::: DATASET EXTRACT
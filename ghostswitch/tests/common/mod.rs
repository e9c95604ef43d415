#![allow(dead_code)]

use async_trait::async_trait;
use ghostswitch::models::{ConnectionStatus, StatusEvent};
use ghostswitch::services::command::{CommandError, CommandOutput, CommandRunner, CommandSpec};
use ghostswitch::services::status::PublicIpProbe;
use ghostswitch::{ControllerSettings, EventSink};
use std::collections::VecDeque;
use std::path::Path;
use std::sync::Mutex;
use std::time::Duration;

pub const PRIVATE_KEY: &str = "yAnz5TF+lXXJte14tji3zlMNq+hd2rYUIgJBgB3fBmk=";
pub const PUBLIC_KEY: &str = "HIgo9xNzJMWLKASShiTqIybxZ0U3wGLiUeJ1PKf8ykw=";
pub const PEER_KEY: &str = "xTIBA5rboUvnH4htodjb6e697QjLERt1NAB4mZqp8Dg=";
pub const WG_VERSION: &str = "wireguard-tools v1.0.20210914 - https://git.zx2c4.com/wireguard-tools/";

/// What the backend hands out after a successful config request.
pub fn backend_config() -> String {
    format!(
        "[Interface]\n\
         PrivateKey = {PRIVATE_KEY}\n\
         Address = 10.8.0.2/32\n\
         DNS = 1.1.1.1, 8.8.8.8\n\
         \n\
         [Peer]\n\
         PublicKey = {PEER_KEY}\n\
         PresharedKey = {PEER_KEY}\n\
         Endpoint = 203.0.113.1:51820\n\
         AllowedIPs = 0.0.0.0/0, ::/0\n\
         PersistentKeepalive = 25\n"
    )
}

pub fn wg_show_up() -> String {
    format!(
        "interface: ghostswitch\n  public key: {PUBLIC_KEY}\n  private key: (hidden)\n  listening port: 51820\n\n\
         peer: {PEER_KEY}\n  endpoint: 203.0.113.1:51820\n  allowed ips: 0.0.0.0/0, ::/0\n  \
         latest handshake: 3 seconds ago\n  transfer: 92 B received, 180 B sent\n"
    )
}

pub fn wg_show_without_peer() -> String {
    format!("interface: ghostswitch\n  public key: {PUBLIC_KEY}\n  listening port: 51820\n")
}

pub fn test_settings(dir: &Path) -> ControllerSettings {
    ControllerSettings {
        config_dir: Some(dir.join("configs")),
        log_dir: Some(dir.join("logs")),
        backoff_millis: 0,
        verify_attempts: 2,
        verify_interval_millis: 0,
        public_ip_probe: false,
        ..ControllerSettings::default()
    }
}

#[derive(Clone, Debug)]
pub enum Reply {
    Ok(String),
    Fail(i32, String),
    Timeout,
    Hang(Duration, String),
}

/// Scripted command runner. Rules match on a substring of the full command
/// line; the first matching rule answers. A rule with several replies hands
/// them out in order and then repeats the last one. Unmatched commands are
/// reported as not found.
#[derive(Default)]
pub struct FakeRunner {
    rules: Mutex<Vec<(String, VecDeque<Reply>)>>,
    calls: Mutex<Vec<String>>,
}

impl FakeRunner {
    pub fn new() -> Self {
        Self::default()
    }

    pub fn on(&self, needle: &str, reply: Reply) -> &Self {
        let mut rules = self.rules.lock().unwrap();
        match rules.iter_mut().find(|(n, _)| n == needle) {
            Some((_, replies)) => replies.push_back(reply),
            None => rules.push((needle.to_string(), VecDeque::from([reply]))),
        }
        self
    }

    pub fn calls(&self) -> Vec<String> {
        self.calls.lock().unwrap().clone()
    }

    pub fn count(&self, needle: &str) -> usize {
        self.calls().iter().filter(|c| c.contains(needle)).count()
    }
}

#[async_trait]
impl CommandRunner for FakeRunner {
    async fn run(&self, spec: &CommandSpec) -> Result<CommandOutput, CommandError> {
        let line = spec.display();
        self.calls.lock().unwrap().push(line.clone());

        let reply = {
            let mut rules = self.rules.lock().unwrap();
            rules
                .iter_mut()
                .find(|(needle, _)| line.contains(needle.as_str()))
                .and_then(|(_, replies)| {
                    if replies.len() > 1 {
                        replies.pop_front()
                    } else {
                        replies.front().cloned()
                    }
                })
        };

        match reply {
            None => Err(CommandError::NotFound(spec.program.clone())),
            Some(Reply::Ok(stdout)) => Ok(CommandOutput {
                code: Some(0),
                success: true,
                stdout,
                stderr: String::new(),
            }),
            Some(Reply::Fail(code, stderr)) => Ok(CommandOutput {
                code: Some(code),
                success: false,
                stdout: String::new(),
                stderr,
            }),
            Some(Reply::Timeout) => Err(CommandError::TimedOut {
                program: spec.program.clone(),
                after: spec.timeout,
            }),
            Some(Reply::Hang(delay, stdout)) => {
                tokio::time::sleep(delay).await;
                Ok(CommandOutput {
                    code: Some(0),
                    success: true,
                    stdout,
                    stderr: String::new(),
                })
            }
        }
    }
}

#[derive(Default)]
pub struct RecordingSink {
    events: Mutex<Vec<StatusEvent>>,
}

impl RecordingSink {
    pub fn events(&self) -> Vec<StatusEvent> {
        self.events.lock().unwrap().clone()
    }

    pub fn statuses(&self) -> Vec<ConnectionStatus> {
        self.events().iter().map(|e| e.status).collect()
    }
}

impl EventSink for RecordingSink {
    fn emit(&self, event: StatusEvent) {
        self.events.lock().unwrap().push(event);
    }
}

pub struct StaticIpProbe(pub Option<String>);

#[async_trait]
impl PublicIpProbe for StaticIpProbe {
    async fn public_ip(&self) -> Option<String> {
        self.0.clone()
    }
}
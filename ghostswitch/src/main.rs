use ghostswitch::models::{StatusEvent, TunnelRequest};
use ghostswitch::{init_tracing, storage, EventSink, TunnelController, TunnelError};
use serde_json::json;
use std::process::ExitCode;
use std::sync::Arc;
use tracing::error;

const USAGE: &str = "usage: ghostswitch <detect | install | connect <file> [server] [client-ip] | disconnect [name] | status [name]>";

/// Prints every event as one JSON line on stdout.
struct JsonLineSink;

impl EventSink for JsonLineSink {
    fn emit(&self, event: StatusEvent) {
        match serde_json::to_string(&event) {
            Ok(line) => println!("{}", line),
            Err(e) => error!("Failed to serialize event: {}", e),
        }
    }
}

#[tokio::main]
async fn main() -> ExitCode {
    init_tracing();

    let args: Vec<String> = std::env::args().skip(1).collect();
    match run(&args).await {
        Ok(()) => ExitCode::SUCCESS,
        Err(e) => {
            error!("{}", e);
            eprintln!("{}", e.user_friendly_message());
            ExitCode::FAILURE
        }
    }
}

async fn run(args: &[String]) -> Result<(), TunnelError> {
    let settings = storage::load_settings();
    let default_name = settings.tunnel_name.clone();
    let controller = TunnelController::new(settings, Arc::new(JsonLineSink));
    let arg = |idx: usize| args.get(idx).map(String::as_str);

    match arg(0) {
        Some("detect") => {
            let info = controller.detect().await;
            println!("{}", serde_json::to_string(&info)?);
        }
        Some("install") => {
            let report = controller.install_tool().await?;
            println!(
                "{}",
                json!({ "attempts": report.attempts, "toolchain": report.toolchain })
            );
        }
        Some("connect") => {
            let Some(file) = arg(1) else {
                eprintln!("{}", USAGE);
                return Err(TunnelError::InvalidConfig("missing config file".to_string()));
            };
            let text = std::fs::read_to_string(file)?;
            let server = arg(2).unwrap_or(file);
            let mut request = TunnelRequest::rendered(server, &default_name, text);
            if let Some(ip) = arg(3) {
                request = request.with_client_ip(ip);
            }
            controller.connect(request).await?;
        }
        Some("disconnect") => {
            controller.disconnect(arg(1).unwrap_or(&default_name)).await?;
        }
        Some("status") => {
            let name = arg(1).unwrap_or(&default_name);
            let report = controller.status(name).await?;
            let stats = controller.stats(name).await?;
            println!(
                "{}",
                json!({
                    "connected": report.connected,
                    "interface": report.interface,
                    "publicIP": report.public_ip,
                    "stats": stats,
                })
            );
        }
        _ => {
            eprintln!("{}", USAGE);
            return Err(TunnelError::InvalidConfig(format!(
                "unknown command {:?}",
                arg(0).unwrap_or("")
            )));
        }
    }
    Ok(())
}
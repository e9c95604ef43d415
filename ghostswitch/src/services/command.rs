//! Every external process the controller launches goes through
//! [`CommandRunner`], always with an explicit time budget.

use async_trait::async_trait;
use std::process::Stdio;
use std::time::Duration;
use thiserror::Error;
use tracing::debug;

#[derive(Clone, PartialEq, Eq, Debug)]
pub struct CommandSpec {
    pub program: String,
    pub args: Vec<String>,
    pub timeout: Duration,
}

impl CommandSpec {
    pub fn new<I, S>(program: impl Into<String>, args: I, timeout: Duration) -> Self
    where
        I: IntoIterator<Item = S>,
        S: Into<String>,
    {
        Self {
            program: program.into(),
            args: args.into_iter().map(Into::into).collect(),
            timeout,
        }
    }

    pub fn display(&self) -> String {
        if self.args.is_empty() {
            self.program.clone()
        } else {
            format!("{} {}", self.program, self.args.join(" "))
        }
    }
}

#[derive(Clone, PartialEq, Eq, Debug, Default)]
pub struct CommandOutput {
    pub code: Option<i32>,
    pub success: bool,
    pub stdout: String,
    pub stderr: String,
}

impl CommandOutput {
    /// Most useful text for a failure report: stderr, then stdout, then the
    /// exit code.
    pub fn diagnostic(&self) -> String {
        let stderr = self.stderr.trim();
        if !stderr.is_empty() {
            return truncate(stderr);
        }
        let stdout = self.stdout.trim();
        if !stdout.is_empty() {
            return truncate(stdout);
        }
        match self.code {
            Some(code) => format!("exited with code {}", code),
            None => "terminated by signal".to_string(),
        }
    }
}

fn truncate(text: &str) -> String {
    const LIMIT: usize = 400;
    if text.chars().count() <= LIMIT {
        text.to_string()
    } else {
        let cut: String = text.chars().take(LIMIT).collect();
        format!("{}...", cut)
    }
}

#[derive(Error, Debug)]
pub enum CommandError {
    #[error("{0} not found")]
    NotFound(String),

    #[error("{program} timed out after {}s", after.as_secs())]
    TimedOut { program: String, after: Duration },

    #[error("failed to run {program}: {source}")]
    Io {
        program: String,
        #[source]
        source: std::io::Error,
    },
}

#[async_trait]
pub trait CommandRunner: Send + Sync {
    async fn run(&self, spec: &CommandSpec) -> Result<CommandOutput, CommandError>;
}

#[derive(Clone, Copy, Debug, Default)]
pub struct SystemCommandRunner;

#[async_trait]
impl CommandRunner for SystemCommandRunner {
    async fn run(&self, spec: &CommandSpec) -> Result<CommandOutput, CommandError> {
        debug!("exec: {}", spec.display());

        let mut command = tokio::process::Command::new(&spec.program);
        command
            .args(&spec.args)
            .stdin(Stdio::null())
            .stdout(Stdio::piped())
            .stderr(Stdio::piped())
            .kill_on_drop(true);

        let output = match tokio::time::timeout(spec.timeout, command.output()).await {
            Ok(Ok(output)) => output,
            Ok(Err(e)) if e.kind() == std::io::ErrorKind::NotFound => {
                return Err(CommandError::NotFound(spec.program.clone()))
            }
            Ok(Err(e)) => {
                return Err(CommandError::Io {
                    program: spec.program.clone(),
                    source: e,
                })
            }
            Err(_) => {
                return Err(CommandError::TimedOut {
                    program: spec.program.clone(),
                    after: spec.timeout,
                })
            }
        };

        Ok(CommandOutput {
            code: output.status.code(),
            success: output.status.success(),
            stdout: String::from_utf8_lossy(&output.stdout).into_owned(),
            stderr: String::from_utf8_lossy(&output.stderr).into_owned(),
        })
    }
}
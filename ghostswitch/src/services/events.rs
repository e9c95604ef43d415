use crate::models::{ConnectionStatus, StatusEvent};
use tokio::sync::{broadcast, watch};
use tracing::debug;

/// Receives every status change the controller publishes for the GUI.
pub trait EventSink: Send + Sync {
    fn emit(&self, event: StatusEvent);
}

/// Fan-out to any number of subscribers, plus a slot that always holds the
/// newest event for consumers that attach late.
pub struct BroadcastSink {
    tx: broadcast::Sender<StatusEvent>,
    latest: watch::Sender<StatusEvent>,
}

impl BroadcastSink {
    pub fn new(capacity: usize) -> Self {
        let (tx, _) = broadcast::channel(capacity);
        let (latest, _) = watch::channel(StatusEvent::new(ConnectionStatus::Disconnected));
        Self { tx, latest }
    }

    pub fn subscribe(&self) -> broadcast::Receiver<StatusEvent> {
        self.tx.subscribe()
    }

    pub fn watch(&self) -> watch::Receiver<StatusEvent> {
        self.latest.subscribe()
    }

    pub fn latest(&self) -> StatusEvent {
        self.latest.borrow().clone()
    }
}

impl Default for BroadcastSink {
    fn default() -> Self {
        Self::new(100)
    }
}

impl EventSink for BroadcastSink {
    fn emit(&self, event: StatusEvent) {
        debug!("event: {:?}", event.status);
        self.latest.send_replace(event.clone());
        let _ = self.tx.send(event);
    }
}
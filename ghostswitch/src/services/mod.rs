pub mod command;
pub mod detector;
pub mod events;
pub mod installer;
pub mod privilege;
pub mod provisioner;
pub mod status;
pub mod vpn;

pub use command::{CommandError, CommandOutput, CommandRunner, CommandSpec, SystemCommandRunner};
pub use detector::{Detector, Probe, ToolPaths};
pub use events::{BroadcastSink, EventSink};
pub use installer::{ArtifactFetcher, HttpFetcher, Installer};
pub use privilege::{Invocation, PrivilegeChain, PrivilegeMethod};
pub use provisioner::ConfigProvisioner;
pub use status::{HttpIpProbe, PublicIpProbe, StatusParser, StatusReporter, WgShowParser};
pub use vpn::{ControllerBuilder, TunnelController};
::::::
Count how many lines in the data above hold the string "watch", and give the number with no other words.

● **FINISHED EXERCISE**:
4